Depuis, un gros travail de réhabilitation a été réalisé sur ce chemin. Sur la totalité du parcours, entre La Possession et La Grande Chaloupe, il a retrouvé sa largeur initiale, de trois à quatre mètres. Il a été nettoyé et plusieurs portions du dallage ont même été totalement refaites, avec un pavage presque lisse comme celui des nouvelles rues piétonnes de nos centres-villes. C’est magnifique et on prend encore plus de plaisir à faire ce parcours en admirant le paysage environnant, avec notamment une vue sur la ville du Port au loin.

Des travaux à financer par l’État

Bien sûr, il reste encore beaucoup à faire, en particulier sur la portion comprise entre la crête qui domine la vallée de la Grande Chaloupe et le fond de la vallée. Mais il faut saluer et remercier toutes les personnes qui ont déjà contribué à cette magnifique réhabilitation.
De même, on peut se féliciter du début de réhabilitation entrepris sur les lazarets de la Grande Chaloupe, un autre haut lieu de la mémoire réunionnaise, dont les ruines et l’envahissement par la végétation sont à la fois une injure à nos ancêtres et un témoin touchant de notre passé. Là aussi il reste beaucoup à faire pour redonner à ce lieu une apparence digne et respectueuse de nos ancêtres qui ont connu la terre réunionnaise en cet endroit.

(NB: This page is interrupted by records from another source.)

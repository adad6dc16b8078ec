//! Data access port trait.

use crate::domain::error::QuantkitError;
use crate::domain::ohlcv::OhlcvBar;
use chrono::{NaiveDate, NaiveDateTime};

/// Where a series read (or delete) starts.
#[derive(Debug, Clone, Copy, PartialEq, Eq, Default)]
pub enum SeriesStart {
    /// From the first stored bar.
    #[default]
    Earliest,
    /// From midnight of the given date.
    On(NaiveDate),
    /// The last `n` calendar days before the most recent bar.
    LastDays(u32),
}

pub trait DataPort {
    /// Every symbol with a series in the store, sorted.
    fn list_available_symbols(&self) -> Result<Vec<String>, QuantkitError>;

    fn symbol_exists(&self, symbol: &str) -> Result<bool, QuantkitError> {
        Ok(self
            .list_available_symbols()?
            .iter()
            .any(|s| s == symbol))
    }

    /// Bars ordered by timestamp. Unknown symbols are `UnknownSymbol`.
    fn read_series(&self, symbol: &str, start: SeriesStart) -> Result<Vec<OhlcvBar>, QuantkitError>;

    /// First timestamp, last timestamp and bar count, or `None` for an
    /// empty series.
    fn get_data_range(
        &self,
        symbol: &str,
    ) -> Result<Option<(NaiveDateTime, NaiveDateTime, usize)>, QuantkitError>;
}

Mais la question qui se pose à présent est de savoir comment vont se poursuivre ces chantiers pour réhabiliter entièrement le chemin Crémont et les lazarets. Sur le chantier de la restauration de l’infirmerie du premier lazaret, vingt personnes ont pu être embauchées par les différents partenaires de cette action. Mais on peut imaginer qu’il y a du travail pour des centaines de personnes sur la réfection du chemin Crémont et des lazarets, et du travail pour des milliers de personnes sur des chantiers de ce type dans toute l’île.
Seulement, si le gouvernement supprime les CEC et les CES, s’il rend plus difficile pour les associations et pour les collectivités l’embauche de personnes sur ces chantiers d’intérêt général, comment pourront être financés et se faire ces travaux qui apportent un plus au patrimoine naturel et historique réunionnais ?
Ces travaux sont à financer par l’État. Cela fait partie de la réparation du crime contre l’humanité que fut l’esclavage à La Réunion.